Schematic representation of the bileaflet mechanical aortic prosthetic valve during systole. This figure shows the normal length and position of suture material allowing normal function of the prosthesis.

PVL is usually suspected from the clinical presentation and confirmed by echocardiography. Echocardiography with color Doppler facility and color flow mapping is the gold-standard tool for detecting, localizing and assessing the severity of PVL. Both TTE and TOE are useful tools for the assessment of prosthetic valve function. Whilst TOE is more invasive it is considered superior to TTE in assessing the severity of valve regurgitation [10]. In our case, we believe that PVL was wrongly diagnosed because of well recognised echocardiographic difficulties in differentiating between PVL and eccentric transvalvular regurgitation. Real-time 3D (RT3D) TOE is emerging as a promising tool in the management of PVL. RT3D TOE gives detailed en-face views of a paravalvular leak and surrounding structures. Such imaging could facilitate more accurate preoperative diagnosis of prosthesis dysfunction. Although the preoperative diagnosis was incorrect in the case we report, the correct diagnosis would have been unlikely to change the decision to operate as surgical removal of the obstructing suture would be the treatment of choice in this scenario. The emergence of percutaneous techniques for PVL closure will make correct preoperative diagnosis of the cause of valve dysfunction imperative in the future if inappropriate procedures are to be avoided.

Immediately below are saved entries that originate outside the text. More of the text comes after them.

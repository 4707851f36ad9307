//! Commands against the script endpoint. Failures are logged and degrade to
//! an empty result; nothing is retried.

use crate::OutputFormat;
use crate::error::AttendanceError;
use crate::records::{AttendanceRecord, TimeOfDay};
use crate::remote::{RemoteClient, RemoteRecord};
use crate::utils::format::print_records_table;
use anyhow::Result;
use chrono::NaiveDateTime;

/// Remote records, or an empty list if the endpoint cannot be reached
pub fn fetch_records(client: &RemoteClient) -> Vec<RemoteRecord> {
    match client.get_records() {
        Ok(records) => records,
        Err(e) => {
            tracing::warn!(error = %e, "remote getRecords failed, showing no records");
            Vec::new()
        }
    }
}

fn to_local(remote: Vec<RemoteRecord>) -> Vec<AttendanceRecord> {
    remote
        .into_iter()
        .filter_map(|r| {
            let id = r.id.clone();
            r.into_record()
                .map_err(|e| tracing::warn!(id = %id, error = %e, "skipping malformed remote record"))
                .ok()
        })
        .collect()
}

pub fn list(client: &RemoteClient, format: OutputFormat) -> Result<()> {
    let records = to_local(fetch_records(client));
    match format {
        OutputFormat::Json => println!("{}", serde_json::to_string_pretty(&records)?),
        OutputFormat::Text => print_records_table(&records),
    }
    Ok(())
}

pub fn check_in(client: &RemoteClient, title: &str) -> Result<bool> {
    let title = title.trim();
    if title.is_empty() {
        return Err(AttendanceError::EmptyTitle.into());
    }

    match client.check_in(title) {
        Ok(record) => {
            let event = record
                .and_then(|r| r.event_id.or(Some(r.id)))
                .unwrap_or_default();
            println!("✓ Checked in remotely: {}", title);
            if !event.is_empty() {
                println!("  Event: {}", event);
            }
            Ok(true)
        }
        Err(e) => {
            tracing::warn!(error = %e, "remote checkIn failed");
            println!("Check-in was not recorded remotely.");
            Ok(false)
        }
    }
}

pub fn check_out(
    client: &RemoteClient,
    event_id: &str,
    title: &str,
    time: Option<&str>,
    now: NaiveDateTime,
) -> Result<bool> {
    // The script expects HH:MM
    let checkout = match time {
        Some(t) => t.parse::<TimeOfDay>()?.naive(),
        None => now.time(),
    }
    .format("%H:%M")
    .to_string();

    let recorded = client.check_out(title, &checkout, event_id).unwrap_or_else(|e| {
        tracing::warn!(error = %e, "remote checkOut failed");
        false
    });

    if recorded {
        println!("✓ Checked out remotely at {}", checkout);
    } else {
        println!("Check-out was not recorded remotely.");
    }
    Ok(recorded)
}

/// Check out of the most recent open remote record
pub fn check_out_latest(client: &RemoteClient, now: NaiveDateTime) -> Result<bool> {
    let open = fetch_records(client)
        .into_iter()
        .rev()
        .find(|r| r.clock_out_time.as_deref().is_none_or(str::is_empty));

    let Some(open) = open else {
        println!("No open remote record to check out of.");
        return Ok(false);
    };

    let event_id = open.event_id.clone().unwrap_or_else(|| open.id.clone());
    check_out(client, &event_id, &open.title, None, now)
}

In conclusion, whilst the incidence of this apparently rare cause of valve dysfunction is unknown it is important the cardiac surgeon is aware of suture-related valve dysfunction for several reasons. Firstly because judicious attention to suture and implantation technique can easily avoid the mortality associated with valve dysfunction and re-operation. Secondly because the surgeon must be conscious that suture-related valve dysfunction may mimic PVL when operating on patients diagnosed with prosthetic valve dysfunction. Finally, the emergence of catheter-based interventions makes accurate preoperative diagnosis imperative in order to select the most appropriate therapy.

Consent

Written informed consent was obtained from the patient for publication of this case report and accompanying images. A copy of the written consent is available for review from the journal's Editor-in-Chief.